Segment Start: EXERCISE DATA

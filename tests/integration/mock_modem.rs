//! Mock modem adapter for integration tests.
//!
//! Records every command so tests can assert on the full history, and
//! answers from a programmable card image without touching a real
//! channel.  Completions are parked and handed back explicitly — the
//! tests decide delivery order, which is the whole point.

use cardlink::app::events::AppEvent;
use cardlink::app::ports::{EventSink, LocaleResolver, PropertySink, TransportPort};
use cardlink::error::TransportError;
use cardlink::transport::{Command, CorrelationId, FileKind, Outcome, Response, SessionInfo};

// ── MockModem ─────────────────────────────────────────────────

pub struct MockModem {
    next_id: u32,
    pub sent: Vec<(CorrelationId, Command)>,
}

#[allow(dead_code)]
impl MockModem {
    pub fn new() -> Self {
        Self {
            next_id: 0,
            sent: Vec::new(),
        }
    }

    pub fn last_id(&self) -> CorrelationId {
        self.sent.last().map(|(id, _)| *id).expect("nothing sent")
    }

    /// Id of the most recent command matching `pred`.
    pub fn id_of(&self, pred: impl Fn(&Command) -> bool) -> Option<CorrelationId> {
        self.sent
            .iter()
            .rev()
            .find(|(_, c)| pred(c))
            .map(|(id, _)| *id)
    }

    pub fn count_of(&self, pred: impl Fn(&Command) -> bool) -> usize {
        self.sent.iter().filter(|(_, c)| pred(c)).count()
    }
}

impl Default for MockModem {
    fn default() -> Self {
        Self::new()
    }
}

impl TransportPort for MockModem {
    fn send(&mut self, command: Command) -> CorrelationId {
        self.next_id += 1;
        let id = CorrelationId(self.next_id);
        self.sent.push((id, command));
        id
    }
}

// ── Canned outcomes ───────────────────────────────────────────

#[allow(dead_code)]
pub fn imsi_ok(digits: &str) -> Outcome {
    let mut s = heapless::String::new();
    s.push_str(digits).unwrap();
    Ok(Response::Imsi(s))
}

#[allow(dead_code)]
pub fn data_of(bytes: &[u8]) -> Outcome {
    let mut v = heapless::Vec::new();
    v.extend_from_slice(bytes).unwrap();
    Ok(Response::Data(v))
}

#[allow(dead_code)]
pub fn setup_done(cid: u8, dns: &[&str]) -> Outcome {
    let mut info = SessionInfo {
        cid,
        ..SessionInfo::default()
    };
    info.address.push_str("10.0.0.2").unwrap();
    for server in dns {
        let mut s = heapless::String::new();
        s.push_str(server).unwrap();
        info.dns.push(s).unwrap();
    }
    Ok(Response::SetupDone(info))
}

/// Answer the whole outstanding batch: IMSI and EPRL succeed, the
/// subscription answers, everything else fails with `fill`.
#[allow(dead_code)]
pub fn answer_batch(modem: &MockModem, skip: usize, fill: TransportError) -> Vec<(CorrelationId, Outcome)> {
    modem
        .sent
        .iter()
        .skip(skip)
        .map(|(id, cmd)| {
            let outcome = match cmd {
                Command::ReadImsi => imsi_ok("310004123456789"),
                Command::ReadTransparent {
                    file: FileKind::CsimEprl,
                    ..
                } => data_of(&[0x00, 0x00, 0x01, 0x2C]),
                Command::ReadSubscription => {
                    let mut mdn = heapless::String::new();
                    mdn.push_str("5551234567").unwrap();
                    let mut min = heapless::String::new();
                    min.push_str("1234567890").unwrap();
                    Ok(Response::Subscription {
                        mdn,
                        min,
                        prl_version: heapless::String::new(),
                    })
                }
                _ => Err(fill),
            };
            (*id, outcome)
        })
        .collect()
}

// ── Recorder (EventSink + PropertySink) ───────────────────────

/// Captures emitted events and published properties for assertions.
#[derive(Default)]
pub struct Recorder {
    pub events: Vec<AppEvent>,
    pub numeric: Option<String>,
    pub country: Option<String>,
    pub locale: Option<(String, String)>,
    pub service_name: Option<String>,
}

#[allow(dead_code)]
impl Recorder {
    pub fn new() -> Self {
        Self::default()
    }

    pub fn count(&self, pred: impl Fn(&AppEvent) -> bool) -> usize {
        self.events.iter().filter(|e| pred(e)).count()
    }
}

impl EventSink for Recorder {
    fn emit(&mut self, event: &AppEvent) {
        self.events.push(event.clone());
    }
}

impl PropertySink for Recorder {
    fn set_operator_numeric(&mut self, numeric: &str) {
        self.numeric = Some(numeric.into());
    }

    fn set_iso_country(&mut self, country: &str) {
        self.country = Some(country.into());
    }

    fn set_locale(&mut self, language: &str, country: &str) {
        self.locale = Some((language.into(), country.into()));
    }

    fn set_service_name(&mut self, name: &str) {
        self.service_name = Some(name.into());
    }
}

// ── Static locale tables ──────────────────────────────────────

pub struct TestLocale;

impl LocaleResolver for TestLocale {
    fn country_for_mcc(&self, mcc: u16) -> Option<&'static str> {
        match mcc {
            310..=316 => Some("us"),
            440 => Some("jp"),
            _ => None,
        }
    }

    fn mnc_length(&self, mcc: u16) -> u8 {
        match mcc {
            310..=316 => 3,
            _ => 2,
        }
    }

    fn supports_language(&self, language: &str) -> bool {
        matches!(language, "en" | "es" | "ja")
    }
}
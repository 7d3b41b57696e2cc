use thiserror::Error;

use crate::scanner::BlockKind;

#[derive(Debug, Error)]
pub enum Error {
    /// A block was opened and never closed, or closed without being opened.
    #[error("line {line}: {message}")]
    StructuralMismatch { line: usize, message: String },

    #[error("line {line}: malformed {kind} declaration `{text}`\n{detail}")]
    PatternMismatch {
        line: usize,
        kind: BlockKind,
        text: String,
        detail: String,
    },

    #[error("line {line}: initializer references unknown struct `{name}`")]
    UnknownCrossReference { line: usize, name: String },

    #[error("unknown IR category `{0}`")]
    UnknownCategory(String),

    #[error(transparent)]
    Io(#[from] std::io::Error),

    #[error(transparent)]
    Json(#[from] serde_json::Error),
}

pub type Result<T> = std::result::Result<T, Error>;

Segment End: EXERCISE DATA
Segment Start: EXERCISE DATA

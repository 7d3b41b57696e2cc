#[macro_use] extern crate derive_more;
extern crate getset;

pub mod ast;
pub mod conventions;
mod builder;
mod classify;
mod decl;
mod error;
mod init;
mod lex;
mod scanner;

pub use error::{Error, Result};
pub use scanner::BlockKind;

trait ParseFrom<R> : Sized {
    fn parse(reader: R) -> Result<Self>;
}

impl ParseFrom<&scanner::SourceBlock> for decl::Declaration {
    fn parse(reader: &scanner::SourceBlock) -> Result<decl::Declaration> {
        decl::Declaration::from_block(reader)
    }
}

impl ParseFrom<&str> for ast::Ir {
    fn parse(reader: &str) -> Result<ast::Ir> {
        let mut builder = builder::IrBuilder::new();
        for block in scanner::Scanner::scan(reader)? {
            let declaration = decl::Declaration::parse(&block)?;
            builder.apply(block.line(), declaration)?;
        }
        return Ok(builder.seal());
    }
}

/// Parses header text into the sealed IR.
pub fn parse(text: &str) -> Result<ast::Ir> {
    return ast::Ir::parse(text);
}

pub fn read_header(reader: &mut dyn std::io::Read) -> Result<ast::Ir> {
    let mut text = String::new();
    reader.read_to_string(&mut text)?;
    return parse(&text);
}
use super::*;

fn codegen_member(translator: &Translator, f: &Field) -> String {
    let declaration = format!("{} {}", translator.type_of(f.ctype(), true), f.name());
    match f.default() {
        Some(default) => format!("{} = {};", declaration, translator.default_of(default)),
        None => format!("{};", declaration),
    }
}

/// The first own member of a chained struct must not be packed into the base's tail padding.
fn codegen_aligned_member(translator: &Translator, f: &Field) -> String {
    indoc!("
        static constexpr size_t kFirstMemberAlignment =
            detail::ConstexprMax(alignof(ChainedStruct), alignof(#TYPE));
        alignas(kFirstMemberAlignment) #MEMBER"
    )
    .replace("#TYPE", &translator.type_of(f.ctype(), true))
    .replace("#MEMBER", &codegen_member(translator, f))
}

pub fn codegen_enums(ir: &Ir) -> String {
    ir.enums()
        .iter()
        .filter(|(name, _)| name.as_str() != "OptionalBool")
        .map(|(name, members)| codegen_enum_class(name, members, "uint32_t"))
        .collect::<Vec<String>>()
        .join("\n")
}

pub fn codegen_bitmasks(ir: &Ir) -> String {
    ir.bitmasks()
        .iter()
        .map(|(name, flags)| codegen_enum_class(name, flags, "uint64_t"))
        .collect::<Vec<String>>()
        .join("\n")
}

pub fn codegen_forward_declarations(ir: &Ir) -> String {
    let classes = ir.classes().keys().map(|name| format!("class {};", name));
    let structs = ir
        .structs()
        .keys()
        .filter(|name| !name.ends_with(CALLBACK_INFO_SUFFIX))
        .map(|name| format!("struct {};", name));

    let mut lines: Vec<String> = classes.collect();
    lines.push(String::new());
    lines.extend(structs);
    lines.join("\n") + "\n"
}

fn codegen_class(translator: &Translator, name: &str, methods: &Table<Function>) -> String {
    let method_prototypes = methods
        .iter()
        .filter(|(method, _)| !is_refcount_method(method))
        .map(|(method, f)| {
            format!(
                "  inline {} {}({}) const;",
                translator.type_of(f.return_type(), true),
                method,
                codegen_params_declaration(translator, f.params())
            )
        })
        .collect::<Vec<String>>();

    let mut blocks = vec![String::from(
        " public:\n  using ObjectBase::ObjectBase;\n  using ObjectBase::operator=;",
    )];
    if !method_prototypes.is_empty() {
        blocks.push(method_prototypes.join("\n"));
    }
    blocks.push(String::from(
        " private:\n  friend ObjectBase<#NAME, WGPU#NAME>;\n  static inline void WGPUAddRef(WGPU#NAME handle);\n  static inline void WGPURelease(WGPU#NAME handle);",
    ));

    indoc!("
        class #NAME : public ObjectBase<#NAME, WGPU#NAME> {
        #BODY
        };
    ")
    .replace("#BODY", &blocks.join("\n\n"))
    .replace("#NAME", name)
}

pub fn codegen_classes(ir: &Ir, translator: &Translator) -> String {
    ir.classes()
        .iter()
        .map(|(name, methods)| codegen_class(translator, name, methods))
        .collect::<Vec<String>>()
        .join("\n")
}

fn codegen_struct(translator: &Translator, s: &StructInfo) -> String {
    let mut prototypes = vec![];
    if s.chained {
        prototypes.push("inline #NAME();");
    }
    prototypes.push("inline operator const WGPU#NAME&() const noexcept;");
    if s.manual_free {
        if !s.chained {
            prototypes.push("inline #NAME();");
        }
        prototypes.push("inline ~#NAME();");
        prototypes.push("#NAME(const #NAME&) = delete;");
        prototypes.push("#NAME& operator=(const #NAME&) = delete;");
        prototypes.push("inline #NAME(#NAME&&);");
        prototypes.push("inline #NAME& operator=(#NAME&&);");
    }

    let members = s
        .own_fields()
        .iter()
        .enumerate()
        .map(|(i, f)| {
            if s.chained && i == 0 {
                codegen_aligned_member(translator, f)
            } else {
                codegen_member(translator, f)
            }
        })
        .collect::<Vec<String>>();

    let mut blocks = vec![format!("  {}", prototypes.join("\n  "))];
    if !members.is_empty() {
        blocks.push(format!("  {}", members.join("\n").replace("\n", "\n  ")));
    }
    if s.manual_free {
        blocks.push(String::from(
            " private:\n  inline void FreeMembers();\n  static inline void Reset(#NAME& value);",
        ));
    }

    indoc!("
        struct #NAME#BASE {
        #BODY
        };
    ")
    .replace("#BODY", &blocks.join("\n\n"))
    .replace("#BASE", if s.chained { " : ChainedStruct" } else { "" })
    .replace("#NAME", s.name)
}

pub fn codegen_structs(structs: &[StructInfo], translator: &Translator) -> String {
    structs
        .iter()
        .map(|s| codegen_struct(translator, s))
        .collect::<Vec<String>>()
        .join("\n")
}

Segment End: EXERCISE DATA
Segment Start: EXERCISE DATA

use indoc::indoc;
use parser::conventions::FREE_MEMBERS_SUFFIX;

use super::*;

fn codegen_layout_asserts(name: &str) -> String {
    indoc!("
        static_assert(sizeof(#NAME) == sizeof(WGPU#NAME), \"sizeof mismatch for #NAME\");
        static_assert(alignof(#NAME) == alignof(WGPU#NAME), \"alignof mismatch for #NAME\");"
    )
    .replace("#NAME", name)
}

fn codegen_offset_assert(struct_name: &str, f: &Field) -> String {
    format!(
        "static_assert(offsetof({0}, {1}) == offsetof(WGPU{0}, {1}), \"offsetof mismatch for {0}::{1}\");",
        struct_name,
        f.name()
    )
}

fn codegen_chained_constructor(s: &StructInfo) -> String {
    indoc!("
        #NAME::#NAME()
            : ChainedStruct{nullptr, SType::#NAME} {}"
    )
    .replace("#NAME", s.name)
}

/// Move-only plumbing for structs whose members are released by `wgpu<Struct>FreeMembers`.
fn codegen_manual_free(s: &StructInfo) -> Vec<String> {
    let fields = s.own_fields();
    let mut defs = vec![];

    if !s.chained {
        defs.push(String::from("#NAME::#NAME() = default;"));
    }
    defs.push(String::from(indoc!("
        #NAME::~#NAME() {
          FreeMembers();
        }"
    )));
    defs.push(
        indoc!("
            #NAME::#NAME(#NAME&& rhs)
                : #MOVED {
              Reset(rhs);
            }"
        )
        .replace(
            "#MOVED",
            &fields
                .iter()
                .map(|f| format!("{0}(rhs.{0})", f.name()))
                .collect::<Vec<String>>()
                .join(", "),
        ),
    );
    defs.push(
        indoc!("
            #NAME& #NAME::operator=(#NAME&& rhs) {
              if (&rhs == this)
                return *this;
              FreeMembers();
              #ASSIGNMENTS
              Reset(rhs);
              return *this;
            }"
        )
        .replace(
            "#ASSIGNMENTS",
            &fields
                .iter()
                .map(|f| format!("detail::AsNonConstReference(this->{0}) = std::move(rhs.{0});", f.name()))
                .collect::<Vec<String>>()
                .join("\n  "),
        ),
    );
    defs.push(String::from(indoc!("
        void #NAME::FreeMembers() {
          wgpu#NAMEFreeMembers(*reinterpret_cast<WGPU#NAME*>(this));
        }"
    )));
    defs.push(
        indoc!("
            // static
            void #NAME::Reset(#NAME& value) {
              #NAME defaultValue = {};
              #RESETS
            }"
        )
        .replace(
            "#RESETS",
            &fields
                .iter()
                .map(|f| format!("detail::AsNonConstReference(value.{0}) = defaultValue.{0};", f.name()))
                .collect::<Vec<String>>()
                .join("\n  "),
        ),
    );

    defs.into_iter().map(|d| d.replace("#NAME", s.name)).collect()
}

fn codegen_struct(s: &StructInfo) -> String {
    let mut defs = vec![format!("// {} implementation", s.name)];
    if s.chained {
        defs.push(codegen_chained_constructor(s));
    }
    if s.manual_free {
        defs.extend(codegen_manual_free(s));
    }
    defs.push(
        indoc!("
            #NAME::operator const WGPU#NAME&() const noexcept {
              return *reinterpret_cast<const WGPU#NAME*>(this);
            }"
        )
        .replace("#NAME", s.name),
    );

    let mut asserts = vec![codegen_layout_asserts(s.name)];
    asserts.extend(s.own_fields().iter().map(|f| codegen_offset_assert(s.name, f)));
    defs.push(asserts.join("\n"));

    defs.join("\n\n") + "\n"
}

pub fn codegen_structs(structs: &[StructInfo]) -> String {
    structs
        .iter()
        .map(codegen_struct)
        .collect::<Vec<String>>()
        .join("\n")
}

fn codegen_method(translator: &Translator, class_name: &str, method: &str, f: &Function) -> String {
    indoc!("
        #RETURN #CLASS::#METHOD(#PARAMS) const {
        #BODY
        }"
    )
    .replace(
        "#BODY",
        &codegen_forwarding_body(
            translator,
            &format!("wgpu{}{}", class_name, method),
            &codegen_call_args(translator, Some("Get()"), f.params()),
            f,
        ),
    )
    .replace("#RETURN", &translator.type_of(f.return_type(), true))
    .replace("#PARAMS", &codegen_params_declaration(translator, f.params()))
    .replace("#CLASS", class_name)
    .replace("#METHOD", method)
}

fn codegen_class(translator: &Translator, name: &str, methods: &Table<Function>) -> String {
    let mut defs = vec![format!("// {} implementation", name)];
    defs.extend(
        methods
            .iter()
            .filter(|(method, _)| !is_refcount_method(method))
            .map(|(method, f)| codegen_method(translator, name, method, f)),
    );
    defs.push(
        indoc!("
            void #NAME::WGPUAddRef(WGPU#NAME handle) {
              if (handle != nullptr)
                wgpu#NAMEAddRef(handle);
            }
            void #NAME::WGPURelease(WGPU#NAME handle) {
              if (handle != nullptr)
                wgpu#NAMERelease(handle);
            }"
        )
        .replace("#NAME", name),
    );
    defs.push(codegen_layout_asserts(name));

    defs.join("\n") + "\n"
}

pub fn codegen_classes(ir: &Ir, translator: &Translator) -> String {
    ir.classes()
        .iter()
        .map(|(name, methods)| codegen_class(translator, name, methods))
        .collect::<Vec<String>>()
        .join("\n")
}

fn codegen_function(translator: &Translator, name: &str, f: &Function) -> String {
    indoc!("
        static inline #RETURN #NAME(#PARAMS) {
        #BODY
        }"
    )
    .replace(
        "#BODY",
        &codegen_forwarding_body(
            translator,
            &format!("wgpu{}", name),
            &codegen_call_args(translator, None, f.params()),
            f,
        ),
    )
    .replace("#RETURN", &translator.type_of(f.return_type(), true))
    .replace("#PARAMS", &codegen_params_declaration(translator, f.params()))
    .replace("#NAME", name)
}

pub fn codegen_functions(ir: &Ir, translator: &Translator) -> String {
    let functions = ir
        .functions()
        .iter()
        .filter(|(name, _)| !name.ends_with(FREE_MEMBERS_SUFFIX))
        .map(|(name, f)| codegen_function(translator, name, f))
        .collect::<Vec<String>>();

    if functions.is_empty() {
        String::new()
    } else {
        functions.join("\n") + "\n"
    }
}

Segment End: EXERCISE DATA

**EXERCISE REQUIREMENTS**: Send back an exact copy of only the lines from the line with "filename tests/integration/mock_modem.rs" up to and including the line with "touching a real" in the data above.

**RESULT FOR THIS EXERCISE**:
filename tests/integration/mock_modem.rs
//! Mock modem adapter for integration tests.
//!
//! Records every command so tests can assert on the full history, and
//! answers from a programmable card image without touching a real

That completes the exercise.